Refactor Entropy Code 5-29-13
2015-01-13azim58 - Refactor Entropy Code 5-29-13
I would like to refactor my entropy code so that it is a little cleaner
and can handle a wide variety of situations. I want to be able to prepare
the list of numbers from multiple sources. Then I want to take the lists
and be able to perform various types of calculations.
I want to be able to prepare the data from
- gpr file
- tab delimited text file (raw data)
- tab delimited text file (normalized data (I could use median and Combat
From this data I want to produce a file containing
- a raw number list
- a normalized number list and a normalized number list converted to
I want to take these number lists and calculate
- entropy (raw)
- entropy (normalized (from Combat and median normalized data))
- CV (raw)
- CV (normalized (from Combat and median normalized data))

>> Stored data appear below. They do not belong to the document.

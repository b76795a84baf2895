use crate::api::{Empty, V2Response};
use crate::error::ApiError;
use crate::forms::LightAppLogoChange;
use crate::state::AppState;

use super::resolve_active;

pub const INVALID_LOGO_MESSAGE: &str = "logo 数据格式不合法";

/// Replace a light app's logo with the decoded base64 image.
///
/// Decode, storage and save failures are all answered with the same
/// validation failure; the cause is only logged.
pub async fn execute(state: &AppState, input: LightAppLogoChange) -> Result<V2Response<Empty>, ApiError> {
    let mut link = resolve_active(state, &input.bk_light_app_code).await?;

    let stored = match state.logos.save(&input.logo).await {
        Ok(path) => path,
        Err(e) => {
            tracing::error!("save app logo fail: {}", e);
            return Err(ApiError::validation_error(INVALID_LOGO_MESSAGE));
        }
    };

    link.logo = Some(stored.clone());
    if let Err(e) = state.repository.save_link(&link).await {
        tracing::error!("save app logo fail: {}", e);
        if let Err(e) = state.logos.remove(&stored).await {
            tracing::warn!("failed to remove orphaned logo {}: {}", stored, e);
        }
        return Err(ApiError::validation_error(INVALID_LOGO_MESSAGE));
    }

    tracing::info!("Changed logo of light app {} to {}", link.code, stored);
    Ok(V2Response::ok("app logo修改成功", Empty {}))
}
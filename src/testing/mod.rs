use std::sync::Arc;

use axum::{
    body::{to_bytes, Body},
    http::{Method, Request, StatusCode},
    Router,
};
use chrono::{TimeZone, Utc};
use serde_json::Value;
use tempfile::TempDir;
use tower::ServiceExt;

use crate::config::AppConfig;
use crate::database::models::App;
use crate::database::{Fixture, MemoryRepository};
use crate::middleware::{EsbCredential, ESB_TOKEN_HEADER};
use crate::state::AppState;
use crate::storage::LogoStorage;

pub const TEST_ESB_TOKEN: &str = "test-esb-token";

/// Router over an in-memory repository and a temporary media root, built from
/// the development preset so the process environment has no effect
pub struct TestContext {
    pub repository: Arc<MemoryRepository>,
    pub media: TempDir,
    router: Router,
}

/// Three apps, newest first: test1, test2, test3
pub fn sample_fixture() -> Fixture {
    let app = |code: &str, name: &str, day: u32, introduction: &str| App {
        code: code.to_string(),
        name: name.to_string(),
        introduction: introduction.to_string(),
        creator: "admin".to_string(),
        developer_str: "admin;dev1".to_string(),
        created_date: Utc.with_ymd_and_hms(2024, 3, day, 8, 0, 0).unwrap(),
    };

    Fixture {
        apps: vec![
            app("test2", "测试2", 2, "second app"),
            app("test3", "测试3", 1, "third app"),
            app("test1", "测试1", 3, "first app"),
        ],
        useful_links: vec![],
    }
}

impl TestContext {
    pub fn new() -> Self {
        Self::with_fixture(sample_fixture())
    }

    pub fn with_fixture(fixture: Fixture) -> Self {
        let media = tempfile::tempdir().expect("failed to create media dir");
        let repository = Arc::new(MemoryRepository::from_fixture(fixture));
        let state = AppState::new(
            repository.clone(),
            LogoStorage::new(media.path(), 64 * 1024),
            EsbCredential::new(TEST_ESB_TOKEN),
        );
        let router = crate::app(state, &AppConfig::development());

        Self {
            repository,
            media,
            router,
        }
    }

    /// Authenticated request with an optional JSON body
    pub async fn send(&self, method: Method, uri: &str, body: Option<Value>) -> (StatusCode, Value) {
        let body = match body {
            Some(json) => Body::from(json.to_string()),
            None => Body::empty(),
        };
        self.send_raw(method, uri, body, Some(TEST_ESB_TOKEN)).await
    }

    pub async fn send_raw(
        &self,
        method: Method,
        uri: &str,
        body: Body,
        token: Option<&str>,
    ) -> (StatusCode, Value) {
        let mut builder = Request::builder()
            .method(method)
            .uri(uri)
            .header("content-type", "application/json");
        if let Some(token) = token {
            builder = builder.header(ESB_TOKEN_HEADER, token);
        }
        let request = builder.body(body).expect("failed to build request");

        let response = self
            .router
            .clone()
            .oneshot(request)
            .await
            .expect("router is infallible");
        let status = response.status();
        let bytes = to_bytes(response.into_body(), usize::MAX)
            .await
            .expect("failed to read body");
        let json = if bytes.is_empty() {
            Value::Null
        } else {
            serde_json::from_slice(&bytes).expect("response is not JSON")
        };
        (status, json)
    }

    /// Create a light app under `test1` and return its code
    pub async fn create_light_app(&self, name: &str, introduction: Option<&str>) -> String {
        let mut body = serde_json::json!({
            "bk_app_code": "test1",
            "bk_light_app_name": name,
            "app_url": "https://light.example.com/",
        });
        if let Some(introduction) = introduction {
            body["introduction"] = Value::from(introduction);
        }
        let (status, json) = self
            .send(Method::POST, "/paas/api/v2/light_app/create_app/", Some(body))
            .await;
        assert_eq!(status, StatusCode::OK, "create failed: {}", json);
        json["data"]["bk_light_app_code"]
            .as_str()
            .expect("missing bk_light_app_code")
            .to_string()
    }
}

impl Default for TestContext {
    fn default() -> Self {
        Self::new()
    }
}
use chrono::{DateTime, Utc};
use serde::{Deserialize, Serialize};
use sqlx::{postgres::PgRow, FromRow, Row};
use uuid::Uuid;

/// Kind of a useful link. Light apps are always `Saas`.
#[derive(Debug, Clone, Copy, PartialEq, Eq, Serialize, Deserialize)]
#[serde(rename_all = "lowercase")]
pub enum LinkType {
    Common,
    Saas,
}

impl LinkType {
    pub fn as_str(&self) -> &'static str {
        match self {
            LinkType::Common => "common",
            LinkType::Saas => "saas",
        }
    }
}

impl std::str::FromStr for LinkType {
    type Err = String;

    fn from_str(s: &str) -> Result<Self, Self::Err> {
        match s {
            "common" => Ok(LinkType::Common),
            "saas" => Ok(LinkType::Saas),
            other => Err(format!("unknown link type '{}'", other)),
        }
    }
}

/// Row of the generic useful links table, also used to store light apps
#[derive(Debug, Clone, Serialize, Deserialize)]
pub struct UsefulLink {
    pub id: i64,
    pub code: String,
    pub name: String,
    pub link: String,
    pub link_type: LinkType,
    #[serde(default)]
    pub introduction: String,
    /// Path of the stored logo file, relative to the media root
    #[serde(default)]
    pub logo: Option<String>,
    pub is_active: bool,
    pub created_at: DateTime<Utc>,
}

impl UsefulLink {
    /// Generate a fresh light app code: `light_` + 16 hex chars
    pub fn generate_code() -> String {
        let hex = Uuid::new_v4().simple().to_string();
        format!("light_{}", &hex[..16])
    }
}

impl<'r> FromRow<'r, PgRow> for UsefulLink {
    fn from_row(row: &'r PgRow) -> Result<Self, sqlx::Error> {
        let link_type: String = row.try_get("link_type")?;
        let link_type = link_type
            .parse::<LinkType>()
            .map_err(|e| sqlx::Error::ColumnDecode {
                index: "link_type".to_string(),
                source: e.into(),
            })?;

        Ok(Self {
            id: row.try_get("id")?,
            code: row.try_get("code")?,
            name: row.try_get("name")?,
            link: row.try_get("link")?,
            link_type,
            introduction: row.try_get("introduction")?,
            logo: row.try_get("logo")?,
            is_active: row.try_get("is_active")?,
            created_at: row.try_get("created_at")?,
        })
    }
}

/// Values for inserting a new link; id and timestamps come from the store
#[derive(Debug, Clone)]
pub struct NewUsefulLink {
    pub code: String,
    pub name: String,
    pub link: String,
    pub link_type: LinkType,
    pub introduction: String,
}

#[cfg(test)]
mod tests {
    use super::*;

    #[test]
    fn generated_codes_are_prefixed_and_unique() {
        let a = UsefulLink::generate_code();
        let b = UsefulLink::generate_code();
        assert!(a.starts_with("light_"));
        assert_eq!(a.len(), "light_".len() + 16);
        assert_ne!(a, b);
    }

    #[test]
    fn link_type_text_mapping() {
        assert_eq!(LinkType::Saas.as_str(), "saas");
        assert_eq!("common".parse::<LinkType>(), Ok(LinkType::Common));
        assert!("SAAS".parse::<LinkType>().is_err());
    }
}
use std::sync::Arc;

use crate::config::{AppConfig, StorageBackend};
use crate::database::{DatabaseError, DatabaseManager, Fixture, MemoryRepository, PaasRepository, PgRepository};
use crate::middleware::EsbCredential;
use crate::storage::LogoStorage;

/// Shared, immutable handler state
#[derive(Clone)]
pub struct AppState {
    pub repository: Arc<dyn PaasRepository>,
    pub logos: Arc<LogoStorage>,
    pub esb: Arc<EsbCredential>,
}

impl AppState {
    pub fn new(repository: Arc<dyn PaasRepository>, logos: LogoStorage, esb: EsbCredential) -> Self {
        Self {
            repository,
            logos: Arc::new(logos),
            esb: Arc::new(esb),
        }
    }

    /// Build the state described by the config, connecting to Postgres or
    /// seeding the in-memory repository
    pub async fn from_config(config: &AppConfig) -> Result<Self, DatabaseError> {
        let repository: Arc<dyn PaasRepository> = match config.database.backend {
            StorageBackend::Postgres => {
                let db = DatabaseManager::connect(&config.database).await?;
                Arc::new(PgRepository::new(db))
            }
            StorageBackend::Memory => {
                let fixture = match &config.database.fixture_path {
                    Some(path) => Fixture::load(path).await?,
                    None => Fixture::default(),
                };
                tracing::info!(
                    "Using in-memory repository with {} apps and {} links",
                    fixture.apps.len(),
                    fixture.useful_links.len()
                );
                Arc::new(MemoryRepository::from_fixture(fixture))
            }
        };

        Ok(Self::new(
            repository,
            LogoStorage::new(&config.media.root, config.media.max_logo_bytes),
            EsbCredential::new(&config.security.esb_token),
        ))
    }
}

I want to test my code to make sure that it is working with a few small
lists of numbers: one kind of random, one extreme one populated with all
of the highest numbers, one extreme one populated with all of the lowest
numbers, one with no duplicates so that there would be no "bin" with more
than one item.
mini gpr file here:
"F:\kurt\storage\CIM Research Folder\DR\2013\5-29-13\entropy\Mini_gpr.gpr"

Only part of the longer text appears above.